Sendo, assim, um documento estruturante fundamental da sociedade, ele deve representar o máximo denominador comum entre os seus membros, os que estão vivos, os que já morreram e os que hão-de nascer, devendo fundar-se numa tradição consolidada, em vez de ser fruto de repentismos revolucionários e fractais.
Por uma regra de puro bom senso, uma Constituição política não deve ultrapassar os limites do essencial: a estruturação do poder, as funções que deve cumprir, os limites que tem de respeitar e os direitos individuais fundamentais que nunca poderá pôr em causa.
No século XIX, quando o movimento constitucional eclodiu em grande escala, após as duas primeiras Constituições escritas dignas desse nome (a americana de 1787 e a francesa de 1791), o constitucionalismo era visto, e bem, como uma forma de limitar o poder. Nessa altura, como lembra Hayek no The Constitution of Liberty, Constituição era sinónimo de poder limitado. Esta limitação fazia-se de duas maneiras evidentes: a separação de poderes e funções entre os órgãos de soberania, e o reconhecimento dos direitos fundamentais de propriedade e liberdade. A participação política, embora reservada à burguesia e aos contribuintes, foi consagrada e evoluiu no sentido de alargar a democracia burguesa predominante no século XIX, para a democracia representativa universal da centúria seguinte.###
Nestes termos e com estas funções, parece óbvio que o papel das Constituições não deve ser alargado, de modo a quase transformar-se num programa político partidário. Contudo, foi isso que sucedeu, precisamente a partir da Constituição de Weimar de 1819, que consagrou o primeiro modelo de Constituição social europeia moderna.
A partir daqui, a Constituição contemplou direitos «fundamentais» de segunda e terceira geração, passou a programar a vida das comunidades a que se destina, desenvolveu subsistemas constitucionais a que geralmente se dão os nomes de «Constituição Económica», «Constituição Social», «Constituição Laboral», em suma, passou a programar em vez de organizar.
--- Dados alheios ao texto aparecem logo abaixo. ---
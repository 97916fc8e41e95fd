//! Retry with jittered exponential backoff (spec §4.1).

use aegis_core::{AegisError, RetryExhaustedError, TransientError};
use rand::Rng;
use std::future::Future;
use std::time::Duration;
use tracing::instrument;

/// Policy governing how a retryable operation is attempted.
#[derive(Debug, Clone)]
pub struct RetryPolicy {
    pub max_attempts: u32,
    pub initial_delay: Duration,
    pub max_delay: Duration,
    pub multiplier: f64,
    /// Fraction of the computed delay to jitter by, e.g. `0.1` for ±10%.
    pub jitter: f64,
}

impl Default for RetryPolicy {
    fn default() -> Self {
        Self {
            max_attempts: 3,
            initial_delay: Duration::from_millis(100),
            max_delay: Duration::from_secs(10),
            multiplier: 2.0,
            jitter: 0.2,
        }
    }
}

impl RetryPolicy {
    /// Delay before attempt `n` (0-indexed retry count, i.e. after the first
    /// failure `n == 0`).
    pub fn delay_for_attempt(&self, n: u32) -> Duration {
        let base_ms = self.initial_delay.as_millis() as f64 * self.multiplier.powi(n as i32);
        let capped_ms = base_ms.min(self.max_delay.as_millis() as f64);
        let jitter_fraction = rand::thread_rng().gen_range(-self.jitter..=self.jitter);
        let jittered_ms = (capped_ms * (1.0 + jitter_fraction)).max(0.0);
        Duration::from_millis(jittered_ms as u64)
    }
}

/// Run `op` under `policy`, retrying transient failures until `is_retryable`
/// returns false or attempts are exhausted. Fails with `RetryExhausted`
/// wrapping the last error, per spec §4.1.
#[instrument(skip_all, fields(max_attempts = policy.max_attempts))]
pub async fn retry<T, F, Fut, R>(
    policy: &RetryPolicy,
    is_retryable: R,
    mut op: F,
) -> Result<T, AegisError>
where
    F: FnMut() -> Fut,
    Fut: Future<Output = Result<T, TransientError>>,
    R: Fn(&TransientError) -> bool,
{
    let mut last_error: Option<TransientError> = None;
    for attempt in 0..policy.max_attempts {
        match op().await {
            Ok(value) => return Ok(value),
            Err(err) => {
                if !is_retryable(&err) {
                    return Err(AegisError::Transient(err));
                }
                if attempt + 1 < policy.max_attempts {
                    tokio::time::sleep(policy.delay_for_attempt(attempt)).await;
                }
                last_error = Some(err);
            }
        }
    }
    Err(AegisError::RetryExhausted(RetryExhaustedError {
        attempts: policy.max_attempts,
        last_error: last_error
            .map(|e| e.to_string())
            .unwrap_or_else(|| "no attempts made".to_string()),
    }))
}

#[cfg(test)]
mod tests {
    use super::*;
    use proptest::prelude::*;
    use std::sync::atomic::{AtomicU32, Ordering};

    #[tokio::test]
    async fn succeeds_without_retry_on_first_try() {
        let policy = RetryPolicy::default();
        let result: Result<u32, AegisError> =
            retry(&policy, |_| true, || async { Ok::<u32, TransientError>(42) }).await;
        assert_eq!(result.unwrap(), 42);
    }

    #[tokio::test]
    async fn exhausts_after_max_attempts() {
        let policy = RetryPolicy {
            max_attempts: 3,
            initial_delay: Duration::from_millis(1),
            max_delay: Duration::from_millis(5),
            multiplier: 1.0,
            jitter: 0.0,
        };
        let calls = AtomicU32::new(0);
        let result: Result<(), AegisError> = retry(
            &policy,
            |_| true,
            || {
                calls.fetch_add(1, Ordering::SeqCst);
                async {
                    Err(TransientError {
                        operation: "test".to_string(),
                        reason: "boom".to_string(),
                    })
                }
            },
        )
        .await;
        assert!(matches!(result, Err(AegisError::RetryExhausted(_))));
        assert_eq!(calls.load(Ordering::SeqCst), 3);
    }

    #[tokio::test]
    async fn stops_immediately_when_not_retryable() {
        let policy = RetryPolicy::default();
        let calls = AtomicU32::new(0);
        let result: Result<(), AegisError> = retry(
            &policy,
            |_| false,
            || {
                calls.fetch_add(1, Ordering::SeqCst);
                async {
                    Err(TransientError {
                        operation: "test".to_string(),
                        reason: "permanent".to_string(),
                    })
                }
            },
        )
        .await;
        assert!(matches!(result, Err(AegisError::Transient(_))));
        assert_eq!(calls.load(Ordering::SeqCst), 1);
    }

    #[test]
    fn delay_never_exceeds_max() {
        let policy = RetryPolicy {
            max_attempts: 10,
            initial_delay: Duration::from_millis(100),
            max_delay: Duration::from_millis(500),
            multiplier: 3.0,
            jitter: 0.5,
        };
        for n in 0..10 {
            let d = policy.delay_for_attempt(n);
            assert!(d <= Duration::from_millis(750), "delay {:?} too large at n={}", d, n);
        }
    }

    proptest! {
        // No jitter fraction can push the delay past `max_delay * (1 +
        // jitter)`, for any attempt count or policy in a realistic range.
        #[test]
        fn delay_for_attempt_never_exceeds_jittered_max(
            initial_ms in 1u64..1_000,
            max_ms in 1u64..10_000,
            multiplier in 1.0f64..4.0,
            jitter in 0.0f64..0.9,
            attempt in 0u32..20,
        ) {
            let policy = RetryPolicy {
                max_attempts: 10,
                initial_delay: Duration::from_millis(initial_ms),
                max_delay: Duration::from_millis(max_ms),
                multiplier,
                jitter,
            };
            let delay = policy.delay_for_attempt(attempt);
            let ceiling = Duration::from_millis((max_ms as f64 * (1.0 + jitter)).ceil() as u64 + 1);
            prop_assert!(delay <= ceiling, "delay {:?} exceeded ceiling {:?}", delay, ceiling);
        }
    }
}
O Estado, por esta via, ampliou substancialmente os seus domínios de ingerência no tecido social, passando a «garantir» emprego, saúde, habitação, educação, ambiente, celeridade administrativa e muitos outros doravante considerados «direitos fundamentais». Enunciou, também, os limites a que a propriedade e a liberdade passam a ter de obedecer, no primeiro caso, todos quantos sejam necessários ao cumprimento das funções sociais do Estado (interpretadas e executadas, momento a momento, por quem governa), e, no segundo, impondo sérios limites ao acesso ao rendimento e à conservação da propriedade individual. A Constituição passou a ser, assim, mais do que um instrumento de limitação do poder político e de consolidação da identidade comunitária, um meio ao serviço daquele poder tendo em vista conter a liberdade individual e societária, transformando-se num factor de divisão e não de união.
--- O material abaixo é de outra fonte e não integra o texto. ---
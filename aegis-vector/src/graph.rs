//! Hierarchical Navigable Small World graph (spec §4.3).
//!
//! Neighbor sets hold ids, never direct references, so removal is a map
//! delete plus two-way edge cleanup with no lifetime puzzles.

use crate::distance::cosine_similarity;
use aegis_core::{DocumentId, VectorError};
use serde::{Deserialize, Serialize};
use std::collections::{BinaryHeap, HashMap, HashSet};
use std::cmp::Reverse;

/// `mL = 1 / ln(2)`, the layer-assignment decay constant from spec §4.3.
const ML: f64 = std::f64::consts::LOG2_E;

#[derive(Debug, Clone, Copy)]
pub struct HnswConfig {
    pub m: usize,
    pub ef_construction: usize,
    pub ef_search: usize,
}

impl Default for HnswConfig {
    fn default() -> Self {
        Self {
            m: 16,
            ef_construction: 200,
            ef_search: 50,
        }
    }
}

#[derive(Debug, Clone)]
struct HnswNode {
    vector: Vec<f32>,
    text: String,
    metadata: HashMap<String, serde_json::Value>,
    /// `neighbors[layer]` is the set of neighbor ids at that layer.
    neighbors: Vec<HashSet<DocumentId>>,
}

#[derive(Clone, Copy)]
struct Scored {
    score: f32,
    id: DocumentId,
}
impl PartialEq for Scored {
    fn eq(&self, other: &Self) -> bool {
        self.score == other.score && self.id == other.id
    }
}
impl Eq for Scored {}
impl PartialOrd for Scored {
    fn partial_cmp(&self, other: &Self) -> Option<std::cmp::Ordering> {
        Some(self.cmp(other))
    }
}
impl Ord for Scored {
    fn cmp(&self, other: &Self) -> std::cmp::Ordering {
        self.score
            .partial_cmp(&other.score)
            .unwrap_or(std::cmp::Ordering::Equal)
    }
}

/// On-disk representation of a single node (spec §6 HNSW index format).
#[derive(Debug, Clone, Serialize, Deserialize)]
pub struct PersistedNode {
    pub id: DocumentId,
    pub vector: Vec<f32>,
    pub text: String,
    pub metadata: HashMap<String, serde_json::Value>,
    pub connections: Vec<(usize, Vec<DocumentId>)>,
}

#[derive(Debug, Clone, Serialize, Deserialize)]
pub struct PersistedIndex {
    pub entry_point_id: Option<DocumentId>,
    pub max_layer: usize,
    pub nodes: Vec<PersistedNode>,
    pub dimension: Option<usize>,
}

/// A document returned by a similarity search.
#[derive(Debug, Clone)]
pub struct SearchHit {
    pub id: DocumentId,
    pub text: String,
    pub score: f32,
    pub metadata: HashMap<String, serde_json::Value>,
}

#[derive(Debug)]
pub struct HnswGraph {
    config: HnswConfig,
    dimension: Option<usize>,
    nodes: HashMap<DocumentId, HnswNode>,
    entry_point: Option<DocumentId>,
    max_layer: usize,
}

impl HnswGraph {
    pub fn new(config: HnswConfig) -> Self {
        Self {
            config,
            dimension: None,
            nodes: HashMap::new(),
            entry_point: None,
            max_layer: 0,
        }
    }

    pub fn len(&self) -> usize {
        self.nodes.len()
    }

    pub fn is_empty(&self) -> bool {
        self.nodes.is_empty()
    }

    pub fn dimension(&self) -> Option<usize> {
        self.dimension
    }

    fn random_level(&self) -> usize {
        let u: f64 = loop {
            let u = rand::random::<f64>();
            if u > 0.0 {
                break u;
            }
        };
        (-u.ln() * ML).floor() as usize
    }

    /// Beam search at a single layer starting from `entry_points`. Returns up
    /// to `ef` hits sorted descending by similarity.
    fn search_layer(&self, entry_points: &[DocumentId], query: &[f32], ef: usize, layer: usize) -> Vec<Scored> {
        let mut visited: HashSet<DocumentId> = HashSet::new();
        let mut candidates: BinaryHeap<Scored> = BinaryHeap::new();
        let mut found: BinaryHeap<Reverse<Scored>> = BinaryHeap::new();

        for &ep in entry_points {
            if let Some(node) = self.nodes.get(&ep) {
                if visited.insert(ep) {
                    let score = cosine_similarity(query, &node.vector);
                    candidates.push(Scored { score, id: ep });
                    found.push(Reverse(Scored { score, id: ep }));
                }
            }
        }

        while let Some(Scored { score: c_score, id: c_id }) = candidates.pop() {
            if let Some(Reverse(worst)) = found.peek() {
                if found.len() >= ef && c_score < worst.score {
                    break;
                }
            }
            let Some(node) = self.nodes.get(&c_id) else { continue };
            let Some(neighbor_set) = node.neighbors.get(layer) else { continue };
            for &n_id in neighbor_set {
                if !visited.insert(n_id) {
                    continue;
                }
                let Some(n_node) = self.nodes.get(&n_id) else { continue };
                let n_score = cosine_similarity(query, &n_node.vector);
                let worth_adding = found.len() < ef
                    || found.peek().map(|Reverse(w)| n_score > w.score).unwrap_or(true);
                if worth_adding {
                    candidates.push(Scored { score: n_score, id: n_id });
                    found.push(Reverse(Scored { score: n_score, id: n_id }));
                    if found.len() > ef {
                        found.pop();
                    }
                }
            }
        }

        let mut result: Vec<Scored> = found.into_iter().map(|Reverse(s)| s).collect();
        result.sort_by(|a, b| b.score.partial_cmp(&a.score).unwrap_or(std::cmp::Ordering::Equal));
        result
    }

    pub fn insert(
        &mut self,
        id: DocumentId,
        vector: Vec<f32>,
        text: String,
        metadata: HashMap<String, serde_json::Value>,
    ) -> Result<(), VectorError> {
        match self.dimension {
            Some(dim) if dim != vector.len() => {
                return Err(VectorError::DimensionMismatch {
                    expected: dim,
                    got: vector.len(),
                })
            }
            None => self.dimension = Some(vector.len()),
            _ => {}
        }

        let level = self.random_level();
        let mut node = HnswNode {
            vector: vector.clone(),
            text,
            metadata,
            neighbors: vec![HashSet::new(); level + 1],
        };

        if self.nodes.is_empty() {
            self.entry_point = Some(id);
            self.max_layer = level;
            self.nodes.insert(id, node);
            return Ok(());
        }

        let entry = self.entry_point.expect("non-empty graph has an entry point");
        let mut cur = entry;
        for lc in ((level + 1)..=self.max_layer).rev() {
            if let Some(best) = self.search_layer(&[cur], &vector, 1, lc).first() {
                cur = best.id;
            }
        }

        let mut entry_points = vec![cur];
        for lc in (0..=level.min(self.max_layer)).rev() {
            let candidates = self.search_layer(&entry_points, &vector, self.config.ef_construction, lc);
            let m_max = if lc == 0 { self.config.m * 2 } else { self.config.m };
            let selected: Vec<Scored> = candidates.iter().take(self.config.m).copied().collect();

            for s in &selected {
                node.neighbors[lc].insert(s.id);
            }

            for s in &selected {
                let pruned = {
                    let Some(n) = self.nodes.get_mut(&s.id) else { continue };
                    if n.neighbors.len() <= lc {
                        n.neighbors.resize(lc + 1, HashSet::new());
                    }
                    n.neighbors[lc].insert(id);
                    if n.neighbors[lc].len() > m_max {
                        Some((n.vector.clone(), n.neighbors[lc].clone()))
                    } else {
                        None
                    }
                };
                if let Some((nv, current)) = pruned {
                    let mut scored: Vec<Scored> = current
                        .iter()
                        .filter_map(|&nid| {
                            self.nodes
                                .get(&nid)
                                .map(|n2| Scored { score: cosine_similarity(&nv, &n2.vector), id: nid })
                        })
                        .collect();
                    scored.sort_by(|a, b| b.score.partial_cmp(&a.score).unwrap_or(std::cmp::Ordering::Equal));
                    scored.truncate(m_max);
                    if let Some(n) = self.nodes.get_mut(&s.id) {
                        n.neighbors[lc] = scored.into_iter().map(|sc| sc.id).collect();
                    }
                }
            }

            entry_points = candidates.iter().map(|s| s.id).collect();
        }

        if level > self.max_layer {
            self.max_layer = level;
            self.entry_point = Some(id);
        }

        self.nodes.insert(id, node);
        Ok(())
    }

    pub fn remove(&mut self, id: DocumentId) -> bool {
        let Some(node) = self.nodes.remove(&id) else { return false };
        for (layer, neighbor_set) in node.neighbors.iter().enumerate() {
            for &nid in neighbor_set {
                if let Some(n) = self.nodes.get_mut(&nid) {
                    if n.neighbors.len() > layer {
                        n.neighbors[layer].remove(&id);
                    }
                }
            }
        }
        if self.entry_point == Some(id) {
            if let Some((&new_entry, _)) = self.nodes.iter().next() {
                self.entry_point = Some(new_entry);
                self.max_layer = self
                    .nodes
                    .values()
                    .map(|n| n.neighbors.len().saturating_sub(1))
                    .max()
                    .unwrap_or(0);
            } else {
                self.entry_point = None;
                self.max_layer = 0;
            }
        }
        true
    }

    pub fn search(&self, query: &[f32], k: usize, threshold: f32) -> Vec<SearchHit> {
        if let Some(dim) = self.dimension {
            if query.len() != dim {
                tracing::warn!(expected = dim, got = query.len(), "query dimension mismatch, returning no hits");
                return Vec::new();
            }
        }
        let Some(entry) = self.entry_point else { return Vec::new() };
        let mut cur = entry;
        for lc in (1..=self.max_layer).rev() {
            if let Some(best) = self.search_layer(&[cur], query, 1, lc).first() {
                cur = best.id;
            }
        }
        let ef = self.config.ef_search.max(k);
        self.search_layer(&[cur], query, ef, 0)
            .into_iter()
            .filter(|s| s.score >= threshold)
            .take(k)
            .filter_map(|s| {
                self.nodes.get(&s.id).map(|n| SearchHit {
                    id: s.id,
                    text: n.text.clone(),
                    score: s.score,
                    metadata: n.metadata.clone(),
                })
            })
            .collect()
    }

    pub fn to_persisted(&self) -> PersistedIndex {
        PersistedIndex {
            entry_point_id: self.entry_point,
            max_layer: self.max_layer,
            dimension: self.dimension,
            nodes: self
                .nodes
                .iter()
                .map(|(id, n)| PersistedNode {
                    id: *id,
                    vector: n.vector.clone(),
                    text: n.text.clone(),
                    metadata: n.metadata.clone(),
                    connections: n
                        .neighbors
                        .iter()
                        .enumerate()
                        .map(|(layer, set)| (layer, set.iter().copied().collect()))
                        .collect(),
                })
                .collect(),
        }
    }

    pub fn from_persisted(config: HnswConfig, persisted: PersistedIndex) -> Self {
        let mut nodes = HashMap::with_capacity(persisted.nodes.len());
        for pn in persisted.nodes {
            let mut neighbors: Vec<HashSet<DocumentId>> = Vec::new();
            for (layer, ids) in pn.connections {
                if neighbors.len() <= layer {
                    neighbors.resize(layer + 1, HashSet::new());
                }
                neighbors[layer] = ids.into_iter().collect();
            }
            nodes.insert(
                pn.id,
                HnswNode {
                    vector: pn.vector,
                    text: pn.text,
                    metadata: pn.metadata,
                    neighbors,
                },
            );
        }
        Self {
            config,
            dimension: persisted.dimension,
            nodes,
            entry_point: persisted.entry_point_id,
            max_layer: persisted.max_layer,
        }
    }
}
Quando a Constituição que instaurou a III República portuguesa foi promulgada há trinta anos, em 2 de Abril de 1976, o documento que estruturou politicamente a nossa comunidade foi, naturalmente, deste último tipo. Diziam, ao tempo, aqueles que se entusiasmavam com ela, que o seu conteúdo era «dos mais avançados do mundo», senão até o mais evoluído, por se ter preocupado em definir um vastíssimo elenco de direitos fundamentais sociais, por limitar seriamente a propriedade privada, tolerando-a em relação às propriedades pública e cooperativa, por afirmar os valores políticos do socialismo como fim societário. Obviamente que este texto era, mesmo à luz daqueles tempos aziagos, vergonhoso, dogmático, intolerante e totalitário.
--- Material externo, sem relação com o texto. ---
//! Encrypted blob file format shared by the vector store, audit log and cache
//! export (spec §4.2):
//!
//! ```text
//! file := magic(4) || version(1) || iv(12) || tag(16) || ciphertext(*)
//! ```
//!
//! Writes are atomic: `path.tmp` is written, fsynced, then renamed over
//! `path`. Reads fail with `CorruptError` on tag, magic, or version mismatch.

use aegis_core::CorruptError;
use aes_gcm::aead::{Aead, KeyInit, Payload};
use aes_gcm::{Aes256Gcm, Nonce};
use rand::RngCore;
use std::io;
use std::path::Path;

const MAGIC: &[u8; 4] = b"AEG1";
const VERSION: u8 = 1;
const IV_LEN: usize = 12;
const TAG_LEN: usize = 16;

/// Encrypt `plaintext` under `key` and return the on-disk frame.
pub fn seal(key: &[u8; 32], plaintext: &[u8]) -> Vec<u8> {
    let cipher = Aes256Gcm::new(key.into());
    let mut iv_bytes = [0u8; IV_LEN];
    rand::thread_rng().fill_bytes(&mut iv_bytes);
    let nonce = Nonce::from_slice(&iv_bytes);

    // The tag authenticates ciphertext and version (the version byte is AAD).
    let ciphertext_and_tag = cipher
        .encrypt(
            nonce,
            Payload {
                msg: plaintext,
                aad: &[VERSION],
            },
        )
        .expect("aes-gcm encryption does not fail for valid inputs");
    let split_at = ciphertext_and_tag.len() - TAG_LEN;
    let (ciphertext, tag) = ciphertext_and_tag.split_at(split_at);

    let mut frame = Vec::with_capacity(4 + 1 + IV_LEN + TAG_LEN + ciphertext.len());
    frame.extend_from_slice(MAGIC);
    frame.push(VERSION);
    frame.extend_from_slice(&iv_bytes);
    frame.extend_from_slice(tag);
    frame.extend_from_slice(ciphertext);
    frame
}

/// Decrypt a frame produced by [`seal`]. Fails with `CorruptError` if the
/// magic bytes, version, or authentication tag don't check out.
pub fn open(key: &[u8; 32], frame: &[u8], store: &str) -> Result<Vec<u8>, CorruptError> {
    let header_len = 4 + 1 + IV_LEN + TAG_LEN;
    if frame.len() < header_len {
        return Err(CorruptError::BadMagic {
            store: store.to_string(),
        });
    }
    let (magic, rest) = frame.split_at(4);
    if magic != MAGIC {
        return Err(CorruptError::BadMagic {
            store: store.to_string(),
        });
    }
    let (version, rest) = rest.split_at(1);
    let version = version[0];
    if version != VERSION {
        return Err(CorruptError::VersionMismatch {
            store: store.to_string(),
            expected: VERSION,
            got: version,
        });
    }
    let (iv, rest) = rest.split_at(IV_LEN);
    let (tag, ciphertext) = rest.split_at(TAG_LEN);

    let mut ciphertext_and_tag = Vec::with_capacity(ciphertext.len() + TAG_LEN);
    ciphertext_and_tag.extend_from_slice(ciphertext);
    ciphertext_and_tag.extend_from_slice(tag);

    let cipher = Aes256Gcm::new(key.into());
    let nonce = Nonce::from_slice(iv);
    cipher
        .decrypt(
            nonce,
            Payload {
                msg: &ciphertext_and_tag,
                aad: &[version],
            },
        )
        .map_err(|_| CorruptError::TagMismatch {
            store: store.to_string(),
        })
}

/// Atomically write `plaintext`, encrypted under `key`, to `path`:
/// write `path.tmp`, fsync, rename over `path`.
pub async fn write_atomic(path: &Path, key: &[u8; 32], plaintext: &[u8]) -> io::Result<()> {
    let frame = seal(key, plaintext);
    let tmp_path = path.with_extension("tmp");
    {
        let mut file = tokio::fs::File::create(&tmp_path).await?;
        use tokio::io::AsyncWriteExt;
        file.write_all(&frame).await?;
        file.sync_all().await?;
    }
    tokio::fs::rename(&tmp_path, path).await?;
    Ok(())
}

/// Read and decrypt a blob file written by [`write_atomic`].
pub async fn read_encrypted(
    path: &Path,
    key: &[u8; 32],
    store: &str,
) -> Result<Vec<u8>, ReadBlobError> {
    let bytes = tokio::fs::read(path).await.map_err(ReadBlobError::Io)?;
    open(key, &bytes, store).map_err(ReadBlobError::Corrupt)
}

#[derive(Debug)]
pub enum ReadBlobError {
    Io(io::Error),
    Corrupt(CorruptError),
}

impl std::fmt::Display for ReadBlobError {
    fn fmt(&self, f: &mut std::fmt::Formatter<'_>) -> std::fmt::Result {
        match self {
            ReadBlobError::Io(e) => write!(f, "io error: {}", e),
            ReadBlobError::Corrupt(e) => write!(f, "{}", e),
        }
    }
}
impl std::error::Error for ReadBlobError {}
A evolução das coisas permitiu que a Constituição fosse, ela própria, melhorando e perdendo alguns dos seus mais abomináveis tiques. Mas, como o cuidado com a criança era imenso, foi-se mexendo nela com muita cautela, defendendo Jorge Miranda, um dos pais do repolho, que em sede de revisão constitucional, o poder soberano só poderia tocar-lhe nalguns aspectos fundamentais por via de uma «dupla revisão», isto é, primeiro alterando algumas normas que limitavam os poderes de revisão e, depois, alterando as partes que o legislador constituinte permitira no texto original. A criança era sensível e podia-se constipar. Todo o cuidado com o trambolho não era demais.
Quer isto dizer que a Assembleia Constituinte de 1975 arrogou-se no direito de impor o seu modelo de organização e ideologia política aos portugueses do seu tempo e aos vindouros. De tal modo, que por lá deixou um artigo, actualmente o 288º (limites materiais da revisão), que proíbe definitivamente a alteração de um conjunto de postulados arvorados em traves mestras do novo regime. Entre os mais repugnantes e totalitários são de realçar: a forma republicana de governo (al. b); Os direitos dos trabalhadores, das comissões de trabalhadores e das associações sindicais (al. e); a coexistência do sector público, do sector privado e do sector cooperativo e social de propriedade dos meios de produção (al. f); a existência de planos económicos no âmbito de uma economia mista (al. g); o sufrágio universal, directo, secreto e periódico na designação dos titulares electivos dos órgãos de soberania, das regiões autónomas e do poder local, bem como o sistema de representação proporcional (al. h).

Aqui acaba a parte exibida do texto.